À mon sens, afficher un prix unique n’était pas pertinent. Notre catalogue comprend différents types de licences, adaptées aux spécificités de chaque profil de pratiquant. Mais est-ce logique de fixer un prix commun à toutes nos licences ? Je ne pense pas qu’il soit justifié qu’une personne en rémission de cancer ait à s’acquitter de 60 euros pour pratiquer du sport dans un but médi­cal.

De la même manière, il me semble malvenu d’exiger un tel montant à un(e) retraité(e) qui sou­haite pratiquer l’escrime ponctuellement en loisir. Il faut être raisonnable, et définir le juste prix pour attirer. Au-delà du montant, les modalités de souscription étaient en décalage avec la réalité du marché. Prenons l’exemple d’un enfant qui souhaite s’inscrire en mars à l’escrime.
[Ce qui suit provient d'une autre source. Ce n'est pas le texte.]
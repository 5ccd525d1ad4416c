//! Hardlink collapsing.
//!
//! Several directory entries can name the same inode. They share content
//! but reclaiming one of them frees nothing, so by default only the first
//! entry seen for a given (device, inode) pair is admitted to the run.
//!
//! Only files with a link count above one are remembered; a file with a
//! single link cannot collide with a later entry, so tracking it would
//! only cost memory.
//!
//! Detection uses `std::os::unix::fs::MetadataExt`. On other platforms
//! every entry is admitted and same-content links surface as duplicates.
//!
//! ```
//! use dupelint::scanner::hardlink::HardlinkTracker;
//!
//! let tracker = HardlinkTracker::new();
//! assert_eq!(tracker.collapsed(), 0);
//! ```

use std::collections::HashSet;
use std::fs::Metadata;

/// Remembers multiply-linked inodes seen during one walk.
///
/// Not thread-safe; the walker owns one tracker per run.
#[derive(Debug, Default)]
pub struct HardlinkTracker {
    seen: HashSet<FileId>,
    collapsed: usize,
}

impl HardlinkTracker {
    /// Create an empty tracker.
    #[must_use]
    pub fn new() -> Self {
        Self::default()
    }

    /// Decide whether an entry should be admitted.
    ///
    /// Returns `false` for a second (or later) link to an inode that was
    /// already admitted.
    pub fn admit(&mut self, metadata: &Metadata) -> bool {
        let Some((id, links)) = FileId::from_metadata(metadata) else {
            return true;
        };
        if links <= 1 {
            return true;
        }
        if self.seen.insert(id) {
            true
        } else {
            self.collapsed += 1;
            false
        }
    }

    /// Number of entries rejected as additional links.
    #[must_use]
    pub fn collapsed(&self) -> usize {
        self.collapsed
    }

    /// Number of multiply-linked inodes remembered.
    #[must_use]
    pub fn tracked(&self) -> usize {
        self.seen.len()
    }

    /// Whether this platform exposes inode identity.
    #[must_use]
    pub const fn is_supported() -> bool {
        cfg!(unix)
    }
}

#[derive(Debug, Clone, Copy, PartialEq, Eq, Hash)]
struct FileId {
    dev: u64,
    ino: u64,
}

impl FileId {
    #[cfg(unix)]
    fn from_metadata(metadata: &Metadata) -> Option<(Self, u64)> {
        use std::os::unix::fs::MetadataExt;
        Some((
            Self {
                dev: metadata.dev(),
                ino: metadata.ino(),
            },
            metadata.nlink(),
        ))
    }

    #[cfg(not(unix))]
    fn from_metadata(_metadata: &Metadata) -> Option<(Self, u64)> {
        None
    }
}
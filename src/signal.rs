//! Ctrl+C handling.
//!
//! The first interrupt sets a shared shutdown flag. The walker, the hasher
//! and the finder poll it between files and chunks, so the run ends in
//! `FAILED` with [`FinderError::Cancelled`](crate::duplicates::FinderError)
//! and the binary exits with code 130. A second interrupt exits at once.
//!
//! ```rust,no_run
//! use dupelint::duplicates::FinderConfig;
//! use dupelint::signal::install_handler;
//!
//! let handler = install_handler().expect("signal handler");
//! let config = FinderConfig::default().with_shutdown_flag(handler.flag());
//! ```

use std::io::Write;
use std::sync::atomic::{AtomicBool, AtomicUsize, Ordering};
use std::sync::{Arc, Mutex, OnceLock, PoisonError};

/// Exit code for SIGINT (128 + 2).
pub const EXIT_CODE_INTERRUPTED: i32 = 130;

/// Shared cancellation flag.
#[derive(Debug, Clone, Default)]
pub struct ShutdownHandler {
    flag: Arc<AtomicBool>,
}

impl ShutdownHandler {
    /// A handler that is not wired to any signal.
    #[must_use]
    pub fn new() -> Self {
        Self::default()
    }

    /// Whether cancellation was requested.
    #[must_use]
    pub fn is_shutdown_requested(&self) -> bool {
        self.flag.load(Ordering::SeqCst)
    }

    /// Request cancellation.
    pub fn request_shutdown(&self) {
        self.flag.store(true, Ordering::SeqCst);
    }

    /// Clear the flag for the next run.
    pub fn reset(&self) {
        self.flag.store(false, Ordering::SeqCst);
    }

    /// The flag to hand to a [`FinderConfig`](crate::duplicates::FinderConfig).
    #[must_use]
    pub fn flag(&self) -> Arc<AtomicBool> {
        Arc::clone(&self.flag)
    }
}

/// Failure to hook the signal.
#[derive(Debug, thiserror::Error)]
pub enum SignalError {
    /// `ctrlc` refused the handler.
    #[error("Failed to install signal handler: {0}")]
    InstallFailed(#[from] ctrlc::Error),
}

static INSTALLED: OnceLock<ShutdownHandler> = OnceLock::new();
static INTERRUPTS: AtomicUsize = AtomicUsize::new(0);
static INSTALL_LOCK: Mutex<()> = Mutex::new(());

/// Install the process-wide Ctrl+C handler.
///
/// Later calls return the same handler with its flag cleared, so several
/// runs in one process (tests, for instance) can each call this.
///
/// # Errors
///
/// Returns [`SignalError`] if another handler was registered outside of
/// this function.
pub fn install_handler() -> Result<ShutdownHandler, SignalError> {
    let _guard = INSTALL_LOCK.lock().unwrap_or_else(PoisonError::into_inner);
    if let Some(handler) = INSTALLED.get() {
        handler.reset();
        INTERRUPTS.store(0, Ordering::SeqCst);
        return Ok(handler.clone());
    }

    let handler = ShutdownHandler::new();
    let flag = handler.flag();
    let result = ctrlc::set_handler(move || {
        if INTERRUPTS.fetch_add(1, Ordering::SeqCst) > 0 {
            std::process::exit(EXIT_CODE_INTERRUPTED);
        }
        flag.store(true, Ordering::SeqCst);
        let mut stderr = std::io::stderr();
        let _ = writeln!(stderr, "\nInterrupted, stopping (press Ctrl+C again to exit now)");
        let _ = stderr.flush();
        log::info!("Shutdown signal received");
    });

    result?;
    Ok(INSTALLED.get_or_init(|| handler).clone())
}
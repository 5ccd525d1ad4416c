use clap::Parser;
use dupelint::cli::{Cli, Commands, ScanArgs};
use dupelint::config::{AppConfig, ConfigError};
use dupelint::duplicates::OriginalPolicy;
use dupelint::emitter::OverflowPolicy;
use dupelint::scanner::ChecksumAlgorithm;
use std::fs;
use std::sync::Mutex;
use tempfile::tempdir;

// environment variables are process-wide
static ENV_LOCK: Mutex<()> = Mutex::new(());

fn scan_args(argv: &[&str]) -> ScanArgs {
    let mut full = vec!["dupelint", "scan"];
    full.extend_from_slice(argv);
    match Cli::try_parse_from(full).unwrap().command {
        Commands::Scan(args) => args,
        Commands::Algorithms => unreachable!(),
    }
}

#[test]
fn test_config_load_from_toml() {
    let _guard = ENV_LOCK.lock().unwrap_or_else(|e| e.into_inner());
    let temp_dir = tempdir().unwrap();
    let config_path = temp_dir.path().join("config.toml");
    fs::write(
        &config_path,
        r#"
algorithm = "sha256"
io_threads = 8
original = "path"
follow_symlinks = true
ignore_patterns = ["*.tmp"]
queue_capacity = 16
overflow = "drop-oldest"
"#,
    )
    .unwrap();

    let config = AppConfig::load(Some(config_path.as_path())).unwrap();

    assert_eq!(config.algorithm, "sha256");
    assert_eq!(config.io_threads, 8);
    assert_eq!(config.original, OriginalPolicy::SmallestPath);
    assert!(config.follow_symlinks);
    assert_eq!(config.ignore_patterns, vec!["*.tmp".to_string()]);
    assert_eq!(config.queue_capacity, 16);
    assert_eq!(config.overflow, OverflowPolicy::DropOldest);
    // untouched keys keep their defaults
    assert!(config.two_stage);
    assert_eq!(config.prefix_size, 4096);
}

#[test]
fn test_missing_config_file_falls_back_to_defaults() {
    let _guard = ENV_LOCK.lock().unwrap_or_else(|e| e.into_inner());
    let temp_dir = tempdir().unwrap();

    let config = AppConfig::load(Some(temp_dir.path().join("absent.toml").as_path())).unwrap();
    assert_eq!(config, AppConfig::default());
}

#[test]
fn test_precedence_file_env_cli() {
    let _guard = ENV_LOCK.lock().unwrap_or_else(|e| e.into_inner());
    let temp_dir = tempdir().unwrap();
    let config_path = temp_dir.path().join("config.toml");
    fs::write(
        &config_path,
        "algorithm = \"md5\"\nio_threads = 2\nprefix_size = 1024\n",
    )
    .unwrap();

    std::env::set_var("DUPELINT_IO_THREADS", "6");
    std::env::set_var("DUPELINT_PREFIX_SIZE", "2048");
    let loaded = AppConfig::load(Some(config_path.as_path()));
    std::env::remove_var("DUPELINT_IO_THREADS");
    std::env::remove_var("DUPELINT_PREFIX_SIZE");
    let config = loaded.unwrap();

    assert_eq!(config.algorithm, "md5");
    assert_eq!(config.io_threads, 6);
    assert_eq!(config.prefix_size, 2048);

    let config = config.apply_scan_args(&scan_args(&[
        "/data",
        "--prefix-size",
        "8KiB",
        "--algorithm",
        "xxh3",
        "--original",
        "first",
    ]));
    assert_eq!(config.algorithm, "xxh3");
    assert_eq!(config.io_threads, 6);
    assert_eq!(config.prefix_size, 8192);
    assert_eq!(config.original, OriginalPolicy::FirstDiscovered);

    let finder = config.to_finder_config().unwrap();
    assert_eq!(finder.algorithm, ChecksumAlgorithm::Xxh3);
    assert_eq!(finder.hash_policy.prefix_size, 8192);
    assert_eq!(finder.io_threads, 6);
}

#[test]
fn test_invalid_values_are_rejected_before_scanning() {
    let _guard = ENV_LOCK.lock().unwrap_or_else(|e| e.into_inner());
    let temp_dir = tempdir().unwrap();
    let config_path = temp_dir.path().join("config.toml");
    fs::write(&config_path, "algorithm = \"crc32\"\n").unwrap();

    let err = AppConfig::load(Some(config_path.as_path())).unwrap_err();
    assert!(matches!(err, ConfigError::UnknownAlgorithm { ref name, .. } if name == "crc32"));
    assert!(err.to_string().contains("blake3"));

    fs::write(&config_path, "io_threads = 0\n").unwrap();
    assert!(matches!(
        AppConfig::load(Some(config_path.as_path())),
        Err(ConfigError::InvalidThreadCount(0))
    ));

    fs::write(&config_path, "io_threads = \"many\"\n").unwrap();
    assert!(matches!(
        AppConfig::load(Some(config_path.as_path())),
        Err(ConfigError::Load(_))
    ));
}

#[test]
fn test_cli_flags_disable_defaults() {
    let config = AppConfig::default().apply_scan_args(&scan_args(&[
        "/data",
        "--no-two-stage",
        "--no-mmap",
        "--merge-directories",
        "--strict",
        "--min-size",
        "1KB",
        "--max-size",
        "1MB",
    ]));

    assert!(!config.two_stage);
    assert!(!config.use_mmap);
    assert!(config.merge_directories);
    assert!(config.strict);
    assert_eq!(config.min_size, Some(1_000));
    assert_eq!(config.max_size, Some(1_000_000));

    let finder = config.to_finder_config().unwrap();
    assert!(!finder.hash_policy.two_stage);
    assert!(finder.strict);
    assert_eq!(finder.walker_config.min_size, Some(1_000));
}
Nous ne pouvons demander 60 euros à cette période de la saison, tandis que si nous le faisons patienter jusqu’à la rentrée, il risque de se diriger vers un autre sport. Il faut proposer des offres adaptées, presque individualisées, et temporalisées, d’où la création d’une licence spécifique aux enfants qui ont participé à cinq séances d’initiation à l’école.

 

S.S : Quels sont les prochains temps forts de la Fédération ?

B.G : Ce plan d’aide est déjà un gros morceau qui va nous permettre d’amorcer nos projets long termistes en accompagnant les clubs sur le sco­laire, et en accélérant sur le sport-santé. Dans le cadre de notre plan sportif fédéral, nous avons également l’ambition de mettre en place une dy­namique territoriale pour les jeunes, de sorte que les enfants de 7 à 12 ans puissent participer à des plateaux sportifs départementaux et régio­naux.

Si l’escrime veut progresser auprès des jeunes, elle doit aussi décloisonner les limites de ses compétitions. Outre les réformes opération­nelles, nous allons poursuivre notre mue interne. Dès la fin des Jeux de Tokyo, des entraîneurs connus et reconnus rejoindront nos Équipes de France, et nous capitaliserons sur leur image pour promouvoir davantage notre sport.

En parallèle, nous allons continuer de moderniser notre fonc­tionnement. Nous allons accélérer notre transition numérique, qui se traduira notamment par la mise à disposition de l’application MyCoach à desti­nation de tous les clubs, et ce, dès la rentrée de septembre.